### WHAT IS BEING ASKED
Word for word, write out all of the data below.

### MATERIAL SUPPLIED
____________________
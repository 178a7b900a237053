//! Server timestamps.
//!
//! The server stamps every file and collection change with an
//! `updationTime` in microseconds since the Unix epoch. The client never
//! generates these for ordering purposes; it only compares and stores them.

use serde::{Deserialize, Serialize};
use std::fmt;

/// Microseconds since the Unix epoch, as assigned by the server.
#[derive(Debug, Clone, Copy, PartialEq, Eq, PartialOrd, Ord, Hash, Default, Serialize, Deserialize)]
#[serde(transparent)]
pub struct Timestamp(i64);

impl Timestamp {
    /// The epoch. Used as the cursor of a collection that was never synced.
    pub const ZERO: Self = Self(0);

    /// Creates a timestamp from raw microseconds.
    #[must_use]
    pub const fn from_micros(micros: i64) -> Self {
        Self(micros)
    }

    /// Returns the raw microseconds.
    #[must_use]
    pub const fn as_micros(&self) -> i64 {
        self.0
    }
}

impl From<i64> for Timestamp {
    fn from(micros: i64) -> Self {
        Self(micros)
    }
}

impl fmt::Display for Timestamp {
    fn fmt(&self, f: &mut fmt::Formatter<'_>) -> fmt::Result {
        write!(f, "{}", self.0)
    }
}
//! Trash and permanent delete in fixed-size batches.
//!
//! Batches are sent one after another in input order. The first failing
//! batch stops the operation and its error is returned; batches already
//! accepted stay applied on the server. Neither call is atomic.

use crate::auth::{AuthState, TokenProvider};
use crate::config::SyncConfig;
use crate::error::SyncResult;
use filesync_cloud::{DeleteFromTrashRequest, RemoteLogClient, TrashItem, TrashRequest};
use filesync_types::{FileId, FileRecord};
use std::sync::Arc;
use tracing::{debug, error};

/// Moves files to the trash and purges them from it.
#[derive(Clone)]
pub struct TrashService {
    remote: Arc<dyn RemoteLogClient>,
    tokens: Arc<dyn TokenProvider>,
    config: SyncConfig,
}

impl TrashService {
    pub fn new(
        remote: Arc<dyn RemoteLogClient>,
        tokens: Arc<dyn TokenProvider>,
        config: SyncConfig,
    ) -> Self {
        Self {
            remote,
            tokens,
            config,
        }
    }

    /// Moves `files` to the trash, each from its own collection.
    /// No-op when not logged in.
    pub async fn trash_files(&self, files: &[FileRecord]) -> SyncResult<()> {
        let AuthState::Authenticated(token) = AuthState::check(self.tokens.as_ref()) else {
            return Ok(());
        };

        for (seq, batch) in files.chunks(self.config.batch_size()).enumerate() {
            let request = TrashRequest {
                items: batch
                    .iter()
                    .map(|f| TrashItem {
                        file_id: f.id,
                        collection_id: f.collection_id,
                    })
                    .collect(),
            };
            debug!(batch = seq, count = batch.len(), "submitting trash batch");
            if let Err(e) = self.remote.trash(&token, &request).await {
                error!(batch = seq, error = %e, "trash file failed");
                return Err(e.into());
            }
        }
        Ok(())
    }

    /// Permanently deletes trashed files. No-op when not logged in.
    pub async fn delete_from_trash(&self, file_ids: &[FileId]) -> SyncResult<()> {
        let AuthState::Authenticated(token) = AuthState::check(self.tokens.as_ref()) else {
            return Ok(());
        };

        for (seq, batch) in file_ids.chunks(self.config.batch_size()).enumerate() {
            let request = DeleteFromTrashRequest {
                file_ids: batch.to_vec(),
            };
            debug!(batch = seq, count = batch.len(), "submitting delete batch");
            if let Err(e) = self.remote.delete_from_trash(&token, &request).await {
                error!(batch = seq, error = %e, "delete from trash failed");
                return Err(e.into());
            }
        }
        Ok(())
    }
}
____________________
### WRITTEN RESPONSE
repository 178a7b900a237053
//! Server timestamps.
//!
//! The server stamps every file and collection change with an
//! `updationTime` in microseconds since the Unix epoch. The client never
//! generates these for ordering purposes; it only compares and stores them.

use serde::{Deserialize, Serialize};
use std::fmt;

/// Microseconds since the Unix epoch, as assigned by the server.
#[derive(Debug, Clone, Copy, PartialEq, Eq, PartialOrd, Ord, Hash, Default, Serialize, Deserialize)]
#[serde(transparent)]
pub struct Timestamp(i64);

impl Timestamp {
    /// The epoch. Used as the cursor of a collection that was never synced.
    pub const ZERO: Self = Self(0);

    /// Creates a timestamp from raw microseconds.
    #[must_use]
    pub const fn from_micros(micros: i64) -> Self {
        Self(micros)
    }

    /// Returns the raw microseconds.
    #[must_use]
    pub const fn as_micros(&self) -> i64 {
        self.0
    }
}

impl From<i64> for Timestamp {
    fn from(micros: i64) -> Self {
        Self(micros)
    }
}

impl fmt::Display for Timestamp {
    fn fmt(&self, f: &mut fmt::Formatter<'_>) -> fmt::Result {
        write!(f, "{}", self.0)
    }
}
//! Trash and permanent delete in fixed-size batches.
//!
//! Batches are sent one after another in input order. The first failing
//! batch stops the operation and its error is returned; batches already
//! accepted stay applied on the server. Neither call is atomic.

use crate::auth::{AuthState, TokenProvider};
use crate::config::SyncConfig;
use crate::error::SyncResult;
use filesync_cloud::{DeleteFromTrashRequest, RemoteLogClient, TrashItem, TrashRequest};
use filesync_types::{FileId, FileRecord};
use std::sync::Arc;
use tracing::{debug, error};

/// Moves files to the trash and purges them from it.
#[derive(Clone)]
pub struct TrashService {
    remote: Arc<dyn RemoteLogClient>,
    tokens: Arc<dyn TokenProvider>,
    config: SyncConfig,
}

impl TrashService {
    pub fn new(
        remote: Arc<dyn RemoteLogClient>,
        tokens: Arc<dyn TokenProvider>,
        config: SyncConfig,
    ) -> Self {
        Self {
            remote,
            tokens,
            config,
        }
    }

    /// Moves `files` to the trash, each from its own collection.
    /// No-op when not logged in.
    pub async fn trash_files(&self, files: &[FileRecord]) -> SyncResult<()> {
        let AuthState::Authenticated(token) = AuthState::check(self.tokens.as_ref()) else {
            return Ok(());
        };

        for (seq, batch) in files.chunks(self.config.batch_size()).enumerate() {
            let request = TrashRequest {
                items: batch
                    .iter()
                    .map(|f| TrashItem {
                        file_id: f.id,
                        collection_id: f.collection_id,
                    })
                    .collect(),
            };
            debug!(batch = seq, count = batch.len(), "submitting trash batch");
            if let Err(e) = self.remote.trash(&token, &request).await {
                error!(batch = seq, error = %e, "trash file failed");
                return Err(e.into());
            }
        }
        Ok(())
    }

    /// Permanently deletes trashed files. No-op when not logged in.
    pub async fn delete_from_trash(&self, file_ids: &[FileId]) -> SyncResult<()> {
        let AuthState::Authenticated(token) = AuthState::check(self.tokens.as_ref()) else {
            return Ok(());
        };

        for (seq, batch) in file_ids.chunks(self.config.batch_size()).enumerate() {
            let request = DeleteFromTrashRequest {
                file_ids: batch.to_vec(),
            };
            debug!(batch = seq, count = batch.len(), "submitting delete batch");
            if let Err(e) = self.remote.delete_from_trash(&token, &request).await {
                error!(batch = seq, error = %e, "delete from trash failed");
                return Err(e.into());
            }
        }
        Ok(())
    }
}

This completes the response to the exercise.